C'est alors que le frère aîné entre en scène. Il a appris le retour de son jeune frère et la réaction de son père. La question qui se pose est la suivante : comment le fils, qui a été fidèle dans son service envers son père, peut-il céder à une telle envie apparente ? La réponse se trouve dans le contexte dans lequel cette parabole a été racontée. Regardez les événements précédents et les paraboles qui ont été racontées auparavant en réaction aux pharisiens, qui se considéraient comme purs et justes, et qui critiquaient donc avec indignation le Seigneur pour avoir accueilli des prostituées et des publicains. Il est parfois difficile de comprendre l'effusion de la compassion de Dieu. Dans son commentaire, Théophylacte observe : 

Dans cette parabole, le Seigneur dit donc aux pharisiens des paroles comme celles-ci : « Supposons que vous soyez aussi justes que le fils aîné et que vous plaisiez au Père ; Je vous supplie, vous qui êtes justes et purs, de ne pas murmurer, comme l'a fait ce fils aîné, contre la joie que nous manifestons pour le salut du pécheur, qui est aussi un fils. »

Le message de la parabole aux pharisiens, et en fait à nous tous, est de ne pas nous irriter de regarder dans nos cœurs et dans nos esprits. Notre Dieu miséricordieux voit peut-être en effet une vertu secrète qui n'est pas apparente aux autres, mais qui est la raison pour laquelle Dieu regarde favorablement cette âme.

Dans le kontakion de ce dimanche, nous lisons : « J'ai stupidement fui Ta gloire, ô Père, gaspillant dans le péché la richesse que Tu m'avais donnée. C'est pourquoi, avec les paroles du fils prodigue, je crie vers Toi : Père compatissant. Accepte-moi dans mon repentir et fais de moi l'un de Tes serviteurs.

Le kontakion est chanté dans le Canon à Matines. Aujourd'hui, nous ne pouvons manquer de remarquer que, bien que le sujet soit, en théorie, le Fils Prodigue de la parabole, l'ensemble du texte du Canon est exprimé à la première personne. 

Cela devrait nous faire réfléchir. La parabole a été racontée comme une instruction aux pharisiens. Récemment, dans les lectures de l'Évangile du dimanche, nous avons beaucoup entendu parler de leur attitude critique. Nous savons combien il est facile d'adopter cette mentalité. Dans l'histoire de ce pays, nous avons vu le puritanisme être confondu avec la pureté. Aujourd'hui, en ce dimanche, on nous donne l'exemple du repentir du Fils Prodigue, mais ce concept n'est pas spécifique à un genre. Au milieu du Grand Carême, nous entendrons la lecture liturgique de la vie de sainte Marie l'Égyptienne, autre exemple de débauche dans la jeunesse et de repentance ultérieure. L'Église nous donne toutes ces choses pour notre instruction et nous pouvons y voir un thème récurrent. 

 Alors, pourquoi le Canon est-il à la première personne ? La réponse est afin que nous soyons mis en garde contre la mentalité du pharisien, qui aurait pu dire : « Dieu, je Te remercie de ne pas avoir passé ma jeunesse comme le Fils Prodigue. 

J'ai gaspillé dans une vie dissolue les richesses que mon père m'avait données, et maintenant je suis réduit à la pauvreté. Je suis rempli de honte et esclave de pensées stériles. C'est pourquoi je crie vers Toi qui aimes les hommes : aie pitié de moi et sauve-moi. (extrait de l'Ode 6)

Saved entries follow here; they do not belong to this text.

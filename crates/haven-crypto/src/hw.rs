//! Hardware-device seam.
//!
//! Transaction construction runs against a `Device` so a hardware
//! wallet can own the tx secret and payment-id encryption. The session
//! is a scoped resource: [`Device::open_tx`] hands back a guard that
//! closes the session when dropped, on success and failure alike.

use crate::{stealth, CryptoError, KeyPair, PublicKey, SecretKey};

/// The narrow device interface the builder needs.
pub trait Device {
    /// Begin a signing session and generate the transaction secret key.
    fn open_tx(&self) -> SecretKey;

    /// End the signing session.
    fn close_tx(&self);

    /// Encrypt a short payment id in place with the shared secret of
    /// `(public_key, secret_key)`.
    fn encrypt_payment_id(
        &self,
        payment_id: &mut [u8; 8],
        public_key: &PublicKey,
        secret_key: &SecretKey,
    ) -> Result<(), CryptoError>;
}

/// Pure-software device: keys live in process memory.
#[derive(Debug, Default)]
pub struct SoftwareDevice;

impl Device for SoftwareDevice {
    fn open_tx(&self) -> SecretKey {
        KeyPair::generate().secret
    }

    fn close_tx(&self) {}

    fn encrypt_payment_id(
        &self,
        payment_id: &mut [u8; 8],
        public_key: &PublicKey,
        secret_key: &SecretKey,
    ) -> Result<(), CryptoError> {
        stealth::encrypt_payment_id(payment_id, public_key, secret_key)
    }
}

/// RAII guard for an open device session.
pub struct TxSession<'d> {
    device: &'d dyn Device,
    pub tx_key: SecretKey,
}

impl<'d> TxSession<'d> {
    pub fn open(device: &'d dyn Device) -> Self {
        let tx_key = device.open_tx();
        TxSession { device, tx_key }
    }

    pub fn device(&self) -> &'d dyn Device {
        self.device
    }
}

impl Drop for TxSession<'_> {
    fn drop(&mut self) {
        self.device.close_tx();
    }
}

#[cfg(test)]
mod tests {
    use super::*;
    use std::cell::Cell;

    struct CountingDevice {
        opens: Cell<u32>,
        closes: Cell<u32>,
    }

    impl Device for CountingDevice {
        fn open_tx(&self) -> SecretKey {
            self.opens.set(self.opens.get() + 1);
            [1u8; 32]
        }
        fn close_tx(&self) {
            self.closes.set(self.closes.get() + 1);
        }
        fn encrypt_payment_id(
            &self,
            _: &mut [u8; 8],
            _: &PublicKey,
            _: &SecretKey,
        ) -> Result<(), CryptoError> {
            Ok(())
        }
    }

    #[test]
    fn session_closes_on_drop() {
        let dev = CountingDevice {
            opens: Cell::new(0),
            closes: Cell::new(0),
        };
        {
            let session = TxSession::open(&dev);
            assert_eq!(session.tx_key, [1u8; 32]);
            assert_eq!(dev.opens.get(), 1);
            assert_eq!(dev.closes.get(), 0);
        }
        assert_eq!(dev.closes.get(), 1);
    }

    #[test]
    fn session_closes_on_panic_path() {
        let dev = CountingDevice {
            opens: Cell::new(0),
            closes: Cell::new(0),
        };
        let result = std::panic::catch_unwind(std::panic::AssertUnwindSafe(|| {
            let _session = TxSession::open(&dev);
            panic!("builder failed");
        }));
        assert!(result.is_err());
        assert_eq!(dev.closes.get(), 1);
    }

    #[test]
    fn software_device_generates_distinct_keys() {
        let dev = SoftwareDevice;
        assert_ne!(dev.open_tx(), dev.open_tx());
    }
}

Gémis maintenant, mon âme, misérable, et crie à haute voix vers le Christ : « Ô Seigneur, qui pour moi es devenu pauvre de Ton plein gré, dans ma pauvreté, je manque de toute bonne œuvre : rends-moi riche de l'abondance de Tes bénédictions, car Toi seul es plein d'amour et de miséricorde. » (extrait de l'Ode 9)

…o0o…

Dans le calendrier des saints d'aujourd'hui, nous trouvons une famille sanctifiée, Xénophon, son épouse Marie, avec Jean et Arcadios, leurs fils. 

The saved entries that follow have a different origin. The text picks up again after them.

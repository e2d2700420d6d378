//! Transaction extra field parsing and construction.
//!
//! The extra blob is a sequence of tagged fields:
//! - 0x00 padding (run of zero bytes)
//! - 0x01 transaction public key (32 bytes)
//! - 0x02 nonce (1-byte size + data; carries payment ids)
//! - 0x03 merge-mining tag (varint size + data)
//! - 0x04 additional per-output public keys (varint count + 32·N)
//! - 0xDE minergate tag (varint size + data)
//!
//! Unknown tags are preserved opaquely as varint-sized blobs.

use haven_crypto::serial::{Reader, Writer};
use haven_crypto::{Hash, PublicKey};

use crate::TxError;

pub const TX_EXTRA_TAG_PADDING: u8 = 0x00;
pub const TX_EXTRA_TAG_PUBKEY: u8 = 0x01;
pub const TX_EXTRA_NONCE: u8 = 0x02;
pub const TX_EXTRA_MERGE_MINING_TAG: u8 = 0x03;
pub const TX_EXTRA_TAG_ADDITIONAL_PUBKEYS: u8 = 0x04;
pub const TX_EXTRA_MYSTERIOUS_MINERGATE_TAG: u8 = 0xDE;

pub const TX_EXTRA_NONCE_MAX_COUNT: usize = 255;
pub const TX_EXTRA_NONCE_PAYMENT_ID: u8 = 0x00;
pub const TX_EXTRA_NONCE_ENCRYPTED_PAYMENT_ID: u8 = 0x01;

const TX_EXTRA_PADDING_MAX_COUNT: usize = 255;

/// One parsed extra field.
#[derive(Debug, Clone, PartialEq, Eq)]
pub enum ExtraField {
    Padding { size: usize },
    TxPubKey { key: PublicKey },
    Nonce { nonce: Vec<u8> },
    MergeMining { data: Vec<u8> },
    AdditionalPubKeys { keys: Vec<PublicKey> },
    Minergate { data: Vec<u8> },
    Unknown { tag: u8, data: Vec<u8> },
}

impl ExtraField {
    fn tag(&self) -> u8 {
        match self {
            ExtraField::Padding { .. } => TX_EXTRA_TAG_PADDING,
            ExtraField::TxPubKey { .. } => TX_EXTRA_TAG_PUBKEY,
            ExtraField::Nonce { .. } => TX_EXTRA_NONCE,
            ExtraField::MergeMining { .. } => TX_EXTRA_MERGE_MINING_TAG,
            ExtraField::AdditionalPubKeys { .. } => TX_EXTRA_TAG_ADDITIONAL_PUBKEYS,
            ExtraField::Minergate { .. } => TX_EXTRA_MYSTERIOUS_MINERGATE_TAG,
            ExtraField::Unknown { tag, .. } => *tag,
        }
    }

    /// Canonical ordering rank; padding sorts last so parsers that stop
    /// at padding never miss a field.
    fn sort_rank(&self) -> u8 {
        match self {
            ExtraField::Padding { .. } => u8::MAX,
            other => other.tag(),
        }
    }
}

/// Parse an extra blob into its fields.
pub fn parse_tx_extra(extra: &[u8]) -> Result<Vec<ExtraField>, TxError> {
    let mut fields = Vec::new();
    let mut r = Reader::new(extra);
    while !r.is_at_end() {
        let tag = r.read_u8()?;
        match tag {
            TX_EXTRA_TAG_PADDING => {
                // Padding runs to the end of the blob and must be zero.
                let mut size = 1;
                while !r.is_at_end() {
                    if r.read_u8()? != 0 {
                        return Err(TxError::Format("nonzero byte inside extra padding".into()));
                    }
                    size += 1;
                    if size > TX_EXTRA_PADDING_MAX_COUNT {
                        return Err(TxError::Format("extra padding too long".into()));
                    }
                }
                fields.push(ExtraField::Padding { size });
            }
            TX_EXTRA_TAG_PUBKEY => fields.push(ExtraField::TxPubKey { key: r.read_key()? }),
            TX_EXTRA_NONCE => {
                let size = r.read_u8()? as usize;
                fields.push(ExtraField::Nonce {
                    nonce: r.read_bytes(size)?.to_vec(),
                });
            }
            TX_EXTRA_MERGE_MINING_TAG => fields.push(ExtraField::MergeMining {
                data: r.read_blob()?,
            }),
            TX_EXTRA_TAG_ADDITIONAL_PUBKEYS => {
                let count = r.read_length()?;
                let mut keys = Vec::with_capacity(count);
                for _ in 0..count {
                    keys.push(r.read_key()?);
                }
                fields.push(ExtraField::AdditionalPubKeys { keys });
            }
            TX_EXTRA_MYSTERIOUS_MINERGATE_TAG => fields.push(ExtraField::Minergate {
                data: r.read_blob()?,
            }),
            tag => fields.push(ExtraField::Unknown {
                tag,
                data: r.read_blob()?,
            }),
        }
    }
    Ok(fields)
}

/// Serialize fields back into an extra blob.
pub fn write_tx_extra(fields: &[ExtraField]) -> Vec<u8> {
    let mut w = Writer::new();
    for field in fields {
        match field {
            ExtraField::Padding { size } => {
                for _ in 0..*size {
                    w.write_u8(0);
                }
                continue;
            }
            ExtraField::TxPubKey { key } => {
                w.write_u8(TX_EXTRA_TAG_PUBKEY);
                w.write_bytes(key);
            }
            ExtraField::Nonce { nonce } => {
                w.write_u8(TX_EXTRA_NONCE);
                w.write_u8(nonce.len() as u8);
                w.write_bytes(nonce);
            }
            ExtraField::MergeMining { data } => {
                w.write_u8(TX_EXTRA_MERGE_MINING_TAG);
                w.write_blob(data);
            }
            ExtraField::AdditionalPubKeys { keys } => {
                w.write_u8(TX_EXTRA_TAG_ADDITIONAL_PUBKEYS);
                w.write_varint(keys.len() as u64);
                for k in keys {
                    w.write_bytes(k);
                }
            }
            ExtraField::Minergate { data } => {
                w.write_u8(TX_EXTRA_MYSTERIOUS_MINERGATE_TAG);
                w.write_blob(data);
            }
            ExtraField::Unknown { tag, data } => {
                w.write_u8(*tag);
                w.write_blob(data);
            }
        }
    }
    w.into_bytes()
}

/// Re-serialize `extra` with its fields in canonical order. Fails if
/// the blob does not parse.
pub fn sort_tx_extra(extra: &[u8]) -> Result<Vec<u8>, TxError> {
    let mut fields = parse_tx_extra(extra)?;
    fields.sort_by_key(ExtraField::sort_rank);
    Ok(write_tx_extra(&fields))
}

/// Find the first transaction public key.
pub fn get_tx_pub_key_from_extra(extra: &[u8]) -> Option<PublicKey> {
    parse_tx_extra(extra).ok()?.into_iter().find_map(|f| match f {
        ExtraField::TxPubKey { key } => Some(key),
        _ => None,
    })
}

/// Find the additional per-output public keys.
pub fn get_additional_tx_pub_keys_from_extra(extra: &[u8]) -> Option<Vec<PublicKey>> {
    parse_tx_extra(extra).ok()?.into_iter().find_map(|f| match f {
        ExtraField::AdditionalPubKeys { keys } => Some(keys),
        _ => None,
    })
}

/// Find the nonce payload, if any.
pub fn get_extra_nonce(extra: &[u8]) -> Option<Vec<u8>> {
    parse_tx_extra(extra).ok()?.into_iter().find_map(|f| match f {
        ExtraField::Nonce { nonce } => Some(nonce),
        _ => None,
    })
}

/// Append the transaction public key field.
pub fn add_tx_pub_key_to_extra(extra: &mut Vec<u8>, key: &PublicKey) {
    extra.push(TX_EXTRA_TAG_PUBKEY);
    extra.extend_from_slice(key);
}

/// Append the additional public keys field.
pub fn add_additional_tx_pub_keys_to_extra(extra: &mut Vec<u8>, keys: &[PublicKey]) {
    let mut w = Writer::new();
    w.write_u8(TX_EXTRA_TAG_ADDITIONAL_PUBKEYS);
    w.write_varint(keys.len() as u64);
    for k in keys {
        w.write_bytes(k);
    }
    extra.extend_from_slice(&w.into_bytes());
}

/// Append a nonce field. The nonce may be at most 255 bytes.
pub fn add_extra_nonce_to_tx_extra(extra: &mut Vec<u8>, nonce: &[u8]) -> Result<(), TxError> {
    if nonce.len() > TX_EXTRA_NONCE_MAX_COUNT {
        return Err(TxError::Config("extra nonce too long"));
    }
    extra.push(TX_EXTRA_NONCE);
    extra.push(nonce.len() as u8);
    extra.extend_from_slice(nonce);
    Ok(())
}

/// Remove every field with the given wire tag, leaving the rest in
/// their original order.
pub fn remove_field_from_tx_extra(extra: &mut Vec<u8>, tag: u8) -> Result<(), TxError> {
    let fields = parse_tx_extra(extra)?;
    let kept: Vec<ExtraField> = fields.into_iter().filter(|f| f.tag() != tag).collect();
    *extra = write_tx_extra(&kept);
    Ok(())
}

/// Build a nonce payload holding a plain 32-byte payment id.
pub fn set_payment_id_to_tx_extra_nonce(payment_id: &Hash) -> Vec<u8> {
    let mut nonce = Vec::with_capacity(33);
    nonce.push(TX_EXTRA_NONCE_PAYMENT_ID);
    nonce.extend_from_slice(payment_id);
    nonce
}

/// Build a nonce payload holding an encrypted 8-byte payment id.
pub fn set_encrypted_payment_id_to_tx_extra_nonce(payment_id: &[u8; 8]) -> Vec<u8> {
    let mut nonce = Vec::with_capacity(9);
    nonce.push(TX_EXTRA_NONCE_ENCRYPTED_PAYMENT_ID);
    nonce.extend_from_slice(payment_id);
    nonce
}

/// Extract a plain 32-byte payment id from a nonce payload.
pub fn get_payment_id_from_tx_extra_nonce(nonce: &[u8]) -> Option<Hash> {
    if nonce.len() != 33 || nonce[0] != TX_EXTRA_NONCE_PAYMENT_ID {
        return None;
    }
    let mut id = [0u8; 32];
    id.copy_from_slice(&nonce[1..]);
    Some(id)
}

/// Extract an encrypted 8-byte payment id from a nonce payload.
pub fn get_encrypted_payment_id_from_tx_extra_nonce(nonce: &[u8]) -> Option<[u8; 8]> {
    if nonce.len() != 9 || nonce[0] != TX_EXTRA_NONCE_ENCRYPTED_PAYMENT_ID {
        return None;
    }
    let mut id = [0u8; 8];
    id.copy_from_slice(&nonce[1..]);
    Some(id)
}

#[cfg(test)]
mod tests {
    use super::*;

    #[test]
    fn pubkey_roundtrip() {
        let mut extra = Vec::new();
        add_tx_pub_key_to_extra(&mut extra, &[0x42; 32]);
        assert_eq!(get_tx_pub_key_from_extra(&extra), Some([0x42; 32]));
    }

    #[test]
    fn additional_keys_roundtrip() {
        let mut extra = Vec::new();
        add_additional_tx_pub_keys_to_extra(&mut extra, &[[0xAA; 32], [0xBB; 32]]);
        assert_eq!(
            get_additional_tx_pub_keys_from_extra(&extra),
            Some(vec![[0xAA; 32], [0xBB; 32]])
        );
    }

    #[test]
    fn nonce_payment_ids() {
        let nonce = set_encrypted_payment_id_to_tx_extra_nonce(&[9u8; 8]);
        assert_eq!(get_encrypted_payment_id_from_tx_extra_nonce(&nonce), Some([9u8; 8]));
        assert_eq!(get_payment_id_from_tx_extra_nonce(&nonce), None);

        let nonce = set_payment_id_to_tx_extra_nonce(&[7u8; 32]);
        assert_eq!(get_payment_id_from_tx_extra_nonce(&nonce), Some([7u8; 32]));
    }

    #[test]
    fn remove_field() {
        let mut extra = Vec::new();
        add_tx_pub_key_to_extra(&mut extra, &[0x42; 32]);
        add_extra_nonce_to_tx_extra(&mut extra, &[1, 2, 3]).unwrap();
        remove_field_from_tx_extra(&mut extra, TX_EXTRA_TAG_PUBKEY).unwrap();
        assert_eq!(get_tx_pub_key_from_extra(&extra), None);
        assert_eq!(get_extra_nonce(&extra), Some(vec![1, 2, 3]));
    }

    #[test]
    fn sort_is_canonical_and_stable_on_content() {
        let mut extra = Vec::new();
        add_extra_nonce_to_tx_extra(&mut extra, &[5]).unwrap();
        add_tx_pub_key_to_extra(&mut extra, &[0x11; 32]);
        let sorted = sort_tx_extra(&extra).unwrap();
        // Pubkey (0x01) now precedes the nonce (0x02).
        assert_eq!(sorted[0], TX_EXTRA_TAG_PUBKEY);
        // Sorting again changes nothing.
        assert_eq!(sort_tx_extra(&sorted).unwrap(), sorted);
    }

    #[test]
    fn unknown_tag_is_preserved() {
        let blob = vec![0x77, 2, 0xde, 0xad];
        let fields = parse_tx_extra(&blob).unwrap();
        assert_eq!(
            fields,
            vec![ExtraField::Unknown {
                tag: 0x77,
                data: vec![0xde, 0xad]
            }]
        );
        assert_eq!(write_tx_extra(&fields), blob);
    }

    #[test]
    fn truncated_pubkey_fails() {
        let blob = vec![TX_EXTRA_TAG_PUBKEY, 1, 2, 3];
        assert!(parse_tx_extra(&blob).is_err());
    }

    #[test]
    fn oversized_nonce_rejected() {
        let mut extra = Vec::new();
        assert!(add_extra_nonce_to_tx_extra(&mut extra, &[0u8; 256]).is_err());
    }

    #[test]
    fn padding_parses_to_end() {
        let blob = vec![0, 0, 0];
        let fields = parse_tx_extra(&blob).unwrap();
        assert_eq!(fields, vec![ExtraField::Padding { size: 3 }]);
    }
}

Xénophon, Maria et leurs enfants Jean et Arcadios


Ils formaient une famille aisée à Constantinople au Ve siècle. Malgré leur richesse et leur position sociale, ils menaient une vie chrétienne modeste et vertueuse. Afin de compléter l'éducation de leurs fils, ils les envoyèrent dans la ville phénicienne de Beyrouth, mais ceux-ci furent victimes d'un naufrage pendant le voyage. La mer déchaînée les rejeta sur des rivages différents. Affligés par la situation, chacun pensant que son frère s'était noyé, ils décidèrent tous deux de se consacrer à la vie ascétique. En l'absence de nouvelles, les parents présumèrent que leurs fils avaient péri. Xénophon, déjà assez âgé, fit confiance au Seigneur et consola son épouse en conséquence. 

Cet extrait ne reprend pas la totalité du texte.